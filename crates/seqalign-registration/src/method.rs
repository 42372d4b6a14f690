//! Rigid registration of one moving volume onto a fixed volume.
//!
//! [`ImageRegistrationMethod`] wires the centered initializer, Mattes mutual
//! information, gradient descent and the resolution pyramid together, then
//! resamples the moving volume onto the fixed grid with the result.

use crate::error::{RegistrationError, Result};
use crate::initializer::CenteredTransformInitializer;
use crate::metric::{MattesMutualInformation, SamplingStrategy};
use crate::multires::{MultiResolutionRegistration, RegistrationSchedule};
use crate::optimizer::{GradientDescentOptimizer, LearningRateEstimation, LevelReport, ScalesMode, StepRelaxation};
use crate::progress::{ProgressCallback, ProgressTracker};
use crate::validation::{validate_histogram_bins, validate_iterations, validate_learning_rate, ConvergenceChecker};
use burn::tensor::backend::AutodiffBackend;
use rand::RngCore;
use seqalign_core::filter::ResampleImageFilter;
use seqalign_core::interpolation::{Interpolation, LinearInterpolator};
use seqalign_core::transform::{Euler3DTransform, ParametricTransform};
use seqalign_core::Image;
use serde::{Deserialize, Serialize};
use std::marker::PhantomData;

/// Settings of a registration run.
///
/// Missing fields take their defaults when deserialized, so a JSON file only
/// needs the values it changes.
#[derive(Debug, Clone, PartialEq, Serialize, Deserialize)]
#[serde(default)]
pub struct RegistrationConfig {
    /// Histogram bins of the mutual-information metric.
    pub histogram_bins: usize,
    pub sampling: SamplingStrategy,
    /// Interpolator for the moving image during metric evaluation.
    pub interpolation: Interpolation,
    pub learning_rate: f64,
    /// Iteration budget per pyramid level.
    pub iterations: usize,
    pub learning_rate_estimation: LearningRateEstimation,
    /// Largest first step in millimetres when the learning rate is estimated.
    pub maximum_step_size: Option<f64>,
    /// How the learning rate shrinks when a step overshoots.
    pub relaxation: StepRelaxation,
    pub schedule: RegistrationSchedule,
    pub convergence_minimum_value: f64,
    pub convergence_window_size: usize,
    pub scales: ScalesMode,
}

impl Default for RegistrationConfig {
    fn default() -> Self {
        Self {
            histogram_bins: 50,
            sampling: SamplingStrategy::Random { percentage: 0.01 },
            interpolation: Interpolation::BSpline,
            learning_rate: 1.0,
            iterations: 100,
            learning_rate_estimation: LearningRateEstimation::Once,
            maximum_step_size: None,
            relaxation: StepRelaxation::default(),
            schedule: RegistrationSchedule::default(),
            convergence_minimum_value: 1e-6,
            convergence_window_size: 10,
            scales: ScalesMode::PhysicalShift,
        }
    }
}

impl RegistrationConfig {
    pub fn new() -> Self {
        Self::default()
    }

    pub fn with_histogram_bins(mut self, bins: usize) -> Self {
        self.histogram_bins = bins;
        self
    }

    pub fn with_sampling(mut self, sampling: SamplingStrategy) -> Self {
        self.sampling = sampling;
        self
    }

    pub fn with_interpolation(mut self, interpolation: Interpolation) -> Self {
        self.interpolation = interpolation;
        self
    }

    pub fn with_learning_rate(mut self, learning_rate: f64) -> Self {
        self.learning_rate = learning_rate;
        self
    }

    pub fn with_iterations(mut self, iterations: usize) -> Self {
        self.iterations = iterations;
        self
    }

    pub fn with_learning_rate_estimation(mut self, estimation: LearningRateEstimation) -> Self {
        self.learning_rate_estimation = estimation;
        self
    }

    pub fn with_maximum_step_size(mut self, step: f64) -> Self {
        self.maximum_step_size = Some(step);
        self
    }

    pub fn with_relaxation(mut self, relaxation: StepRelaxation) -> Self {
        self.relaxation = relaxation;
        self
    }

    pub fn with_schedule(mut self, schedule: RegistrationSchedule) -> Self {
        self.schedule = schedule;
        self
    }

    pub fn with_convergence(mut self, minimum_value: f64, window_size: usize) -> Self {
        self.convergence_minimum_value = minimum_value;
        self.convergence_window_size = window_size;
        self
    }

    pub fn with_scales(mut self, scales: ScalesMode) -> Self {
        self.scales = scales;
        self
    }

    /// Reject settings that cannot run.
    pub fn validate(&self) -> Result<()> {
        validate_histogram_bins(self.histogram_bins)?;
        self.sampling.validate()?;
        validate_learning_rate(self.learning_rate)?;
        validate_iterations(self.iterations)?;
        self.schedule.validate()?;
        self.relaxation.validate()?;
        if let Some(step) = self.maximum_step_size {
            if !step.is_finite() || step <= 0.0 {
                return Err(RegistrationError::invalid_configuration(format!(
                    "maximum step size must be positive, got {step}"
                )));
            }
        }
        if !self.convergence_minimum_value.is_finite() || self.convergence_minimum_value < 0.0 {
            return Err(RegistrationError::invalid_configuration(
                "convergence minimum value must be finite and non-negative",
            ));
        }
        if self.convergence_window_size < 2 {
            return Err(RegistrationError::invalid_configuration(format!(
                "convergence window needs at least 2 values, got {}",
                self.convergence_window_size
            )));
        }
        Ok(())
    }

    fn metric(&self) -> Result<MattesMutualInformation> {
        Ok(MattesMutualInformation::new(self.histogram_bins)?
            .with_sampling(self.sampling)?
            .with_interpolation(self.interpolation))
    }

    fn optimizer(&self) -> Result<GradientDescentOptimizer> {
        Ok(GradientDescentOptimizer::new(self.learning_rate, self.iterations)?
            .with_convergence(ConvergenceChecker::new(
                self.convergence_minimum_value,
                self.convergence_window_size,
            ))
            .with_learning_rate_estimation(self.learning_rate_estimation)
            .with_maximum_step_size(self.maximum_step_size)
            .with_relaxation(self.relaxation)?)
    }
}

/// Random source and optional diagnostics sink for one registration call.
pub struct RegistrationContext<'a> {
    pub rng: &'a mut dyn RngCore,
    pub callback: Option<&'a dyn ProgressCallback>,
}

impl<'a> RegistrationContext<'a> {
    pub fn new(rng: &'a mut dyn RngCore) -> Self {
        Self { rng, callback: None }
    }

    pub fn with_callback(mut self, callback: &'a dyn ProgressCallback) -> Self {
        self.callback = Some(callback);
        self
    }
}

/// Outcome of [`ImageRegistrationMethod::register`].
#[derive(Debug, Clone)]
pub struct RegistrationResult<B: AutodiffBackend> {
    /// Maps fixed physical space to moving physical space.
    pub transform: Euler3DTransform,
    /// The moving image on the fixed image's grid.
    pub resampled: Image<B, 3>,
    pub levels: Vec<LevelReport>,
}

/// Rigid mutual-information registration.
pub struct ImageRegistrationMethod<B: AutodiffBackend> {
    config: RegistrationConfig,
    _phantom: PhantomData<B>,
}

impl<B: AutodiffBackend> Default for ImageRegistrationMethod<B> {
    fn default() -> Self {
        Self::new(RegistrationConfig::default())
    }
}

impl<B: AutodiffBackend> ImageRegistrationMethod<B> {
    pub fn new(config: RegistrationConfig) -> Self {
        Self {
            config,
            _phantom: PhantomData,
        }
    }

    pub fn config(&self) -> &RegistrationConfig {
        &self.config
    }

    /// Align `moving` onto `fixed`.
    ///
    /// The returned image is always built on `fixed`'s grid. Alignment
    /// quality is not checked here; attach a callback such as
    /// [`DivergenceMonitor`](crate::progress::DivergenceMonitor) to watch it.
    pub fn register(
        &self,
        moving: &Image<B, 3>,
        fixed: &Image<B, 3>,
        ctx: RegistrationContext<'_>,
    ) -> Result<RegistrationResult<B>> {
        let mut tracker = ProgressTracker::new(ctx.callback);
        tracker.start();
        let outcome = self.run(moving, fixed, ctx.rng, &tracker);
        if let Err(e) = &outcome {
            tracker.error(&e.to_string());
        }
        outcome
    }

    fn run(
        &self,
        moving: &Image<B, 3>,
        fixed: &Image<B, 3>,
        rng: &mut dyn RngCore,
        tracker: &ProgressTracker<'_>,
    ) -> Result<RegistrationResult<B>> {
        self.config.validate()?;

        let initial = CenteredTransformInitializer::geometry(fixed, moving);
        tracing::debug!(
            center = ?initial.center().to_array(),
            translation = ?initial.translation(),
            "initial transform"
        );

        let registration =
            MultiResolutionRegistration::new(self.config.metric()?, self.config.optimizer()?, self.config.schedule.clone())
                .with_scales(self.config.scales);
        let (transform, levels) = registration.execute(fixed, moving, initial, rng, tracker)?;

        tracing::info!(
            angles = ?transform.angles(),
            translation = ?transform.translation(),
            "registration finished"
        );

        let resampled = ResampleImageFilter::new_from_reference(fixed, transform, LinearInterpolator::new()).apply(moving);
        Ok(RegistrationResult {
            transform,
            resampled,
            levels,
        })
    }
}

#[cfg(test)]
mod tests {
    use super::*;

    #[test]
    fn test_config_defaults() {
        let config = RegistrationConfig::default();
        assert_eq!(config.histogram_bins, 50);
        assert_eq!(config.sampling, SamplingStrategy::Random { percentage: 0.01 });
        assert_eq!(config.interpolation, Interpolation::BSpline);
        assert_eq!(config.learning_rate, 1.0);
        assert_eq!(config.iterations, 100);
        assert_eq!(config.schedule.shrink_factors, vec![4, 2, 1]);
        assert_eq!(config.schedule.smoothing_sigmas, vec![2.0, 1.0, 0.0]);
        assert!(config.schedule.sigmas_in_physical_units);
        assert!(config.validate().is_ok());
    }

    #[test]
    fn test_config_validation() {
        assert!(RegistrationConfig::new().with_histogram_bins(1).validate().is_err());
        assert!(RegistrationConfig::new().with_learning_rate(-1.0).validate().is_err());
        assert!(RegistrationConfig::new()
            .with_sampling(SamplingStrategy::Random { percentage: 1.5 })
            .validate()
            .is_err());
        assert!(RegistrationConfig::new()
            .with_schedule(RegistrationSchedule::new(vec![2, 1], vec![1.0]))
            .validate()
            .is_err());
        assert!(RegistrationConfig::new().with_convergence(1e-6, 1).validate().is_err());
        assert!(RegistrationConfig::new()
            .with_relaxation(StepRelaxation::new(2.0, 1e-4))
            .validate()
            .is_err());
    }

    #[test]
    fn test_partial_json_keeps_defaults() {
        let config: RegistrationConfig = serde_json::from_str(r#"{"iterations": 20, "sampling": {"kind": "full"}}"#).unwrap();
        assert_eq!(config.iterations, 20);
        assert_eq!(config.sampling, SamplingStrategy::Full);
        assert_eq!(config.histogram_bins, 50);
        assert_eq!(config.learning_rate_estimation, LearningRateEstimation::Once);
        assert_eq!(config.relaxation, StepRelaxation::default());

        let config: RegistrationConfig = serde_json::from_str(r#"{"relaxation": {"factor": 0.8}}"#).unwrap();
        assert_eq!(config.relaxation.factor, 0.8);
        assert_eq!(config.relaxation.minimum_fraction, 1e-4);
    }
}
● ● ● ● ●
TASK PROMPT: Reproduce every line from the preceding data in which the word "resampled" can be found.

RESULT OF THIS EXERCISE:
    pub resampled: Image<B, 3>,
        let resampled = ResampleImageFilter::new_from_reference(fixed, transform, LinearInterpolator::new()).apply(moving);
            resampled,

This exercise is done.